| WHAT THE TASK ASKS |
Of the lines below, report only those that contain "moved".

------ TASK INPUT ------

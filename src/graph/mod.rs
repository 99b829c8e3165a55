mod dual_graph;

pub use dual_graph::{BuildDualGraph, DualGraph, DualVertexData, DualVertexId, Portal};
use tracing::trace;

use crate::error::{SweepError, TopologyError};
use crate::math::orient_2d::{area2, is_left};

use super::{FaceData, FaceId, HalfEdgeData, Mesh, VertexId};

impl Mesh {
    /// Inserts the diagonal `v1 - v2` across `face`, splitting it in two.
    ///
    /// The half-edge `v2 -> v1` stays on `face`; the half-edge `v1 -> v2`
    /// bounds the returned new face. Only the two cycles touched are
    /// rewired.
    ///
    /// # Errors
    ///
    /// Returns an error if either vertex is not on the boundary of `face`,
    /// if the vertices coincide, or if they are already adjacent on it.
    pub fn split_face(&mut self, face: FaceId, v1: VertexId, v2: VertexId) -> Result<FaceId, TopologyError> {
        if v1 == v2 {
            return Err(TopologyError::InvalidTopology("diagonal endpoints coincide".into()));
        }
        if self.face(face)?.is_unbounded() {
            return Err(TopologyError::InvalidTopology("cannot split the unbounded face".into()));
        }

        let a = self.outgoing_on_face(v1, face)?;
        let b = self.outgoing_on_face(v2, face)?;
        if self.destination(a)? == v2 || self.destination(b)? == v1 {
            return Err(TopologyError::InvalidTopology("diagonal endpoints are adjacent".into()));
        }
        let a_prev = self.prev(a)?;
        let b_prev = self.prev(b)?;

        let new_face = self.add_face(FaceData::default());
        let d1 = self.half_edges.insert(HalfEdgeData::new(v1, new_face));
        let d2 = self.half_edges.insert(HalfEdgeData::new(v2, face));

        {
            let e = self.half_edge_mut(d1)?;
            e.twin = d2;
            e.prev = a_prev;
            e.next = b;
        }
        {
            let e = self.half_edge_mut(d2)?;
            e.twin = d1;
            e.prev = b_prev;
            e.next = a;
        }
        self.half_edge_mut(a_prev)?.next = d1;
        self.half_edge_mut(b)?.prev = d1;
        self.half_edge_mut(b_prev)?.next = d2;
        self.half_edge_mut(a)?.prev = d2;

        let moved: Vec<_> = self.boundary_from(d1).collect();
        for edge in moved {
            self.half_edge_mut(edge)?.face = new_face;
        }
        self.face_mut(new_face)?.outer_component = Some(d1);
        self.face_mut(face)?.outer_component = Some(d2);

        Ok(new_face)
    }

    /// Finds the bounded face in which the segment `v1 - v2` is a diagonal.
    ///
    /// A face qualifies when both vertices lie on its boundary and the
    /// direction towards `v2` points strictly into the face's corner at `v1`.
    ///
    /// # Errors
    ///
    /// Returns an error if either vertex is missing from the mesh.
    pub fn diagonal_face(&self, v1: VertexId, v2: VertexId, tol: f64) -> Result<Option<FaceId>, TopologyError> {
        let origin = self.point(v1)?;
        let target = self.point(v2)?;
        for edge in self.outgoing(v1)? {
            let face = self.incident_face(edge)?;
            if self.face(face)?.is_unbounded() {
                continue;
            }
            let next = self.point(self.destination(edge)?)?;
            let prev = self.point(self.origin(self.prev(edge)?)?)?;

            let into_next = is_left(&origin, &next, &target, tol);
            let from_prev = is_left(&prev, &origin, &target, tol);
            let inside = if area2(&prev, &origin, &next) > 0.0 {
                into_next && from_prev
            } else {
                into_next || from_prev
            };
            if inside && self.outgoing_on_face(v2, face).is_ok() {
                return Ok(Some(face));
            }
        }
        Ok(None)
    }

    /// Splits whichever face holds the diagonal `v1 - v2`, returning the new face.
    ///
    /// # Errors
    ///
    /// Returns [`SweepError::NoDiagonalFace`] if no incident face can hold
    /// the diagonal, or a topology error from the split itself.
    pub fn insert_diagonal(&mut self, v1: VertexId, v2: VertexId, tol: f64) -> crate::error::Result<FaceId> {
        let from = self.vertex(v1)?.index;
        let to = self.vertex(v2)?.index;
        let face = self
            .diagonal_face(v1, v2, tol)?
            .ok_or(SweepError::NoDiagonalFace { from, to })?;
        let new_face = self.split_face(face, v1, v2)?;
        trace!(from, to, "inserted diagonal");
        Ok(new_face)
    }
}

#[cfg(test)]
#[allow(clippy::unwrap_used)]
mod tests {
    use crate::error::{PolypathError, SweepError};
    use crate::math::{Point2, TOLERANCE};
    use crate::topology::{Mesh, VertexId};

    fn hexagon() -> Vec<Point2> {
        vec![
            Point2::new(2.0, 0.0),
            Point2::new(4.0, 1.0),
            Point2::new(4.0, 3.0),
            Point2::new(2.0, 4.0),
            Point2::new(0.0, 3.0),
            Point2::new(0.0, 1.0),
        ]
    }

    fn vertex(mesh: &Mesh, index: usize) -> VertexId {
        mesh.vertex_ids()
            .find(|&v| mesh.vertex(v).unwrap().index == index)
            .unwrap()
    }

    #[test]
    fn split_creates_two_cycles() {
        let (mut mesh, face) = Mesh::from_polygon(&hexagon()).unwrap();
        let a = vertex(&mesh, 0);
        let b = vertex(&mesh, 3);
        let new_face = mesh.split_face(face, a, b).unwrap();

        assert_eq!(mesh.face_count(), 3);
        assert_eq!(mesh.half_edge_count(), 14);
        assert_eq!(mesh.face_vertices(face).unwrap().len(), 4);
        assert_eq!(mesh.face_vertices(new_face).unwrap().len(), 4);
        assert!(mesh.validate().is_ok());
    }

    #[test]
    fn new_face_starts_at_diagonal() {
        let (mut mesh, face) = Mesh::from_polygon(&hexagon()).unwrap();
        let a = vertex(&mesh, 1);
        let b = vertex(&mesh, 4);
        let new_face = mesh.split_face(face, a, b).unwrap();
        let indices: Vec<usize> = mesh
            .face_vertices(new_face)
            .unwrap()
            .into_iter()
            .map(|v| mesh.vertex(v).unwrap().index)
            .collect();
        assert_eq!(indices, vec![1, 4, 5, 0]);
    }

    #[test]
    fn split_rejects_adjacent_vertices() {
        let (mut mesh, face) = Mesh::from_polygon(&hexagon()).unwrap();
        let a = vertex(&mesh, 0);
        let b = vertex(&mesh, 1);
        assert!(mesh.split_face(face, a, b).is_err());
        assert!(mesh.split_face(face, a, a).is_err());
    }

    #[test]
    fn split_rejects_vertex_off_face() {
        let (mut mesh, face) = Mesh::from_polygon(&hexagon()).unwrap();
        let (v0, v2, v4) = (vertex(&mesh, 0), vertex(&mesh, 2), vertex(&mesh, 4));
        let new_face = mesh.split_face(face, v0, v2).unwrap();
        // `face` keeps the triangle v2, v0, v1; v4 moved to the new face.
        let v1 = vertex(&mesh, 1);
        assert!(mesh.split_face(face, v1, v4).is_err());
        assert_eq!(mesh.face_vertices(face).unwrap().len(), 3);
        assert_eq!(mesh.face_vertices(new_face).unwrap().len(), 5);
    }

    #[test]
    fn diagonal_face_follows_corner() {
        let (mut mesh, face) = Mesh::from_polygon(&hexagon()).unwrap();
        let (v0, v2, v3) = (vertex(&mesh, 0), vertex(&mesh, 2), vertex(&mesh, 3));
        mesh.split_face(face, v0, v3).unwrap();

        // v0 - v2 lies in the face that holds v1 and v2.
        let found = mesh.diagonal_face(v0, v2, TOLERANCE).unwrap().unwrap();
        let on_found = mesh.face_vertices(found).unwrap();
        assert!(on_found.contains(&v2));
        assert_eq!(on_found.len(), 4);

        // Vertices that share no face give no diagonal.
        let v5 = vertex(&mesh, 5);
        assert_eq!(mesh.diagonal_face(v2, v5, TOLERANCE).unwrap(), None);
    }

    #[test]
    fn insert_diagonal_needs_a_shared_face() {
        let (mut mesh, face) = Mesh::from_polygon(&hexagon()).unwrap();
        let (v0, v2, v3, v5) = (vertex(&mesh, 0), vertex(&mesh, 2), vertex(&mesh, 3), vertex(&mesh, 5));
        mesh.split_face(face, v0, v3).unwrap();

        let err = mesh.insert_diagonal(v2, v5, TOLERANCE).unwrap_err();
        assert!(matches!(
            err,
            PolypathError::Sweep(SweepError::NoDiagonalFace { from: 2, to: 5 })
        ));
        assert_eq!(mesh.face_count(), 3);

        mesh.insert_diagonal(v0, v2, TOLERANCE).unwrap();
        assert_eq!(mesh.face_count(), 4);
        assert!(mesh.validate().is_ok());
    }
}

------

| EXERCISE ANSWER |
        let moved: Vec<_> = self.boundary_from(d1).collect();
        for edge in moved {
        // `face` keeps the triangle v2, v0, v1; v4 moved to the new face.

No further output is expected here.